Sunday, July 9, 2023

Joel

My eldest brother, Joel David Lasky, was born in Syracuse, NY on June 30, 1932.  Sadly, he died in Dallas, TX on June 30, 2023, just 9 days ago.

Joel  was 13 years and 38 days older than I am.  I missed his bar mitzvah.  

There is a professional photo of the four Lasky boys taken when I was a baby.  I am sitting on Joel's lap.  How beautiful!  

My earliest clear recollection of Joel was in the late summer of 1950 (I was five) when our family of six all piled into our Buick or Cadillac automobile (he sat in front, me in the back as always) for a drive from our home in Oswego, NY to Hanover, NH to drop off Joel as a freshman at Dartmouth College.  He spent the night at the dorm, the rest of us at a nearby hotel.  We returned to Hanover four years later for his graduation.

On that last trip to Dartmouth, Joel introduced me to Lou Turner, captain of the college's football team.  He told Lew I knew everything about sports.  Lew asked me a question I didn't know the answer to.  I hope I didn't disappoint Joel too much.  

Prior to 1950, I vaguely remember Joel occupying the small single bedroom on the second floor of our house at 30 East Oneida Street.  The rest of us three brothers shared a much larger bedroom next to his.  He had privacy, but little space.  We had space, but no privacy.  

Joel returned home for visits during vacation time from college and from his time in the US Air Force after college as an Intelligence Officer in England and New Mexico.  He brought his unique brand of humor to a household badly in need of it.  I very much looked forward to each of his visits.

One example of his humor was when he shoved my brother Paul's bed (with Paul, a deep sleeper, asleep on it) into our bedroom's very large walk-in closet and shutting the door.  Joel, Ted and I laughed when Paul awoke later from inside the closet.

At Christmas vacation 1952 (I was seven), our family of six drove in two separate cars from Oswego to Miami Beach to visit my grandparents.  When we stopped in St.
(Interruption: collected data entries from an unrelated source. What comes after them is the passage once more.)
// Protocol-level building blocks shared by the server and client crates.
pub mod data;
pub mod edm;
pub mod error;
pub mod etag;
pub mod query;

pub use data::{ComplexValue, Entity, Property, PropertyValue};
pub use edm::{EdmModel, EdmPrimitiveKind, PrimitiveValue, TypeRegistry};
pub use error::{ErrorCode, ODataError, ODataResult};
pub use etag::{EtagInformation, PreconditionError};

// Evaluation entry points
pub use query::{
    apply_query_options, parse_filter, parse_orderby, DataProvider, ExpressionEvaluator, QueryContext,
    QueryResult, TypedOperand, UriInfo,
};
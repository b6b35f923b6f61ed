use crate::config::ServerConfig;
use crate::service::EntityService;
use axum::{
    body::Bytes,
    extract::State,
    http::{HeaderMap, Method, StatusCode, Uri},
    response::{IntoResponse, Response},
    routing::{any, get, post},
    Json, Router,
};
use http::header::HeaderValue;
use odata_batch::{BatchCoordinator, BatchError, ODataRequest, ODataResponse, ODATA_VERSION};
use std::sync::Arc;
use tokio::net::TcpListener;
use tower::ServiceBuilder;
use tower_http::cors::CorsLayer;
use tower_http::trace::TraceLayer;
use tracing::{debug, info, warn};

#[derive(Clone, Debug)]
pub struct ODataServer {
    config: ServerConfig,
    service: Arc<EntityService>,
    coordinator: BatchCoordinator,
}

impl ODataServer {
    pub fn new(config: ServerConfig, service: EntityService) -> Result<Self, BatchError> {
        let service = Arc::new(service);
        let coordinator = BatchCoordinator::new(config.batch_config(), service.clone())?;
        Ok(ODataServer {
            config,
            service,
            coordinator,
        })
    }

    pub fn config(&self) -> &ServerConfig {
        &self.config
    }

    pub fn service(&self) -> &Arc<EntityService> {
        &self.service
    }

    /// Routes for the service root, `$batch` and `/health`.
    pub fn router(&self) -> Router {
        let root = self.config.service_root.as_str();
        let app = Router::new()
            .route("/health", get(handle_health))
            .route(&format!("{}/$batch", root), post(handle_batch))
            .route(&format!("{}/{{*path}}", root), any(handle_request))
            .route(if root.is_empty() { "/" } else { root }, any(handle_request));

        app.layer(
            ServiceBuilder::new()
                .layer(TraceLayer::new_for_http())
                .layer(CorsLayer::permissive()),
        )
        .with_state(Arc::new(self.clone()))
    }

    pub async fn run(self) -> Result<(), std::io::Error> {
        let app = self.router();
        let addr = self.config.addr();
        let listener = TcpListener::bind(&addr).await?;

        info!(%addr, "server listening");
        info!(service = %self.config.base_uri(), "service root");
        info!(batch = %format!("{}/$batch", self.config.base_uri()), "batch endpoint");
        info!(health = %format!("http://{}/health", addr), "health endpoint");

        axum::serve(listener, app).await?;
        Ok(())
    }
}

fn into_http(response: ODataResponse) -> Response {
    (response.status, response.headers, response.body).into_response()
}

async fn handle_request(
    State(server): State<Arc<ODataServer>>,
    method: Method,
    uri: Uri,
    headers: HeaderMap,
    body: Bytes,
) -> Response {
    let path = uri
        .path()
        .strip_prefix(server.config.service_root.as_str())
        .unwrap_or(uri.path());
    let mut request = ODataRequest::new(method, path);
    request.query = uri.query().map(str::to_string);
    request.headers = headers;
    request.body = body;

    let response = server.service.respond(&request);
    debug!(method = %request.method, path = %request.path, status = %response.status, "request served");
    into_http(response)
}

async fn handle_batch(State(server): State<Arc<ODataServer>>, headers: HeaderMap, body: Bytes) -> Response {
    debug!(size = body.len(), "incoming batch request");
    let mut request = ODataRequest::post("/$batch");
    request.headers = headers;
    request.body = body;

    let response = match server.coordinator.handle(request).await {
        Ok(response) => response,
        Err(err) => {
            warn!(error = %err, "batch request rejected");
            ODataResponse::from_batch_error(&err).with_header(ODATA_VERSION.clone(), HeaderValue::from_static("4.0"))
        }
    };
    into_http(response)
}

async fn handle_health(State(server): State<Arc<ODataServer>>) -> impl IntoResponse {
    let health_response = serde_json::json!({
        "status": "healthy",
        "server": "odata-rust",
        "version": env!("CARGO_PKG_VERSION"),
        "namespace": server.service.edm().namespace(),
        "entity_sets": server.service.edm().entity_sets().count(),
        "max_batch_parts": server.config.max_batch_parts,
        "strict_batch_parsing": server.config.strict_batch_parsing,
        "endpoints": {
            "service": server.config.base_uri(),
            "batch": format!("{}/$batch", server.config.service_root),
            "health": "/health"
        }
    });

    (StatusCode::OK, Json(health_response))
}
Augustine, FL for dinner, puss was oozing out of my right knee from an infection I got from a wooden sliver as a result of falling on our bathroom floor.

Joel, our mother and I went to the local hospital.  Luckily, penicillin had been discovered and made available some ten years before.  Joel and I were sitting on an examining table when a nurse walked in the room with the biggest hypodermic needle I have ever seen.  

I asked Joel, "Who's that for?"

His classic response was, "Guess!"

Having guessed correctly, I threw a temper tantrum requiring Joel and three others to hold me down for the injection into my buttocks.  End of infection.

My father was not a very communicative man.  In fact, to me he was intimidating.  As a result, I looked to Joel as a role model and father figure.  He did his best, but our time together was very limited. 

When I was fourteen, Joel married Judy Ackerman in Rochester, NY.  I got to wear my first tuxedo and escort my grandmother down the aisle.  

On my sixteenth birthday (1961), Joel and Judy gave me a puppy.  I never had my very own dog before.  I remember a cousin of Judy's had a beautiful cocker spaniel and I mentioned my desire to have a dog.  My mother said no, but she didn't deny me my birthday present.  I named the dog Trixie and we were together for two years until I went to college.  

Later that same year, Joel and Judy made me an uncle for the first time.  Her name is Cindy Quint and she is today a grandmother.

While I was still in high school, Joel encouraged and instructed me on how to lift weights as a form of exercise, something he took up at Dartmouth.  I did it for a short time while he was around, but I was too lazy to continue when he was no longer there.

When I got married (1968) and moved to New York City, Joel and Judy and Cindy lived first in Flushing, Queens and later in Commack Long Island where we often visited.

In Commack, Joel and Judy joined an amateur dramatic club that put on the play, Please Don't Eat The Daises.  He was the director, but at the last minute, had to fill in as the lead character.  Good job!

In 1972, my ex-wife Bonita and I travelled by car across the USA and stopped over one night in Dallas.  We were very impressed and mentioned that to Joel.  Three years later he and his family moved to Dallas.

Over the years, we visited each other on happy occasions: Joel's daughters' and granddaughter's weddings in Dallas, my children's bar mitzvahs and my daughter's wedding in New York.  We got together in Florida for our mother's eightieth birthday party.  After I moved to Brazil, Cristina and I visited Joel and his family in Dallas a number of times.

In December 2014, I started my weekly blog.  Joel was one of my readers.  As he was a professional writer, I was very appreciative when Joel said I wrote well. 

In April of this year, I made a WhatsApp video call to Joel.  We could see and talk to each other directly.  We each recalled the now comical event in the St. Augustine hospital (mentioned above) that occurred seventy years ago.  I told him I loved him.  And now I will forever miss him.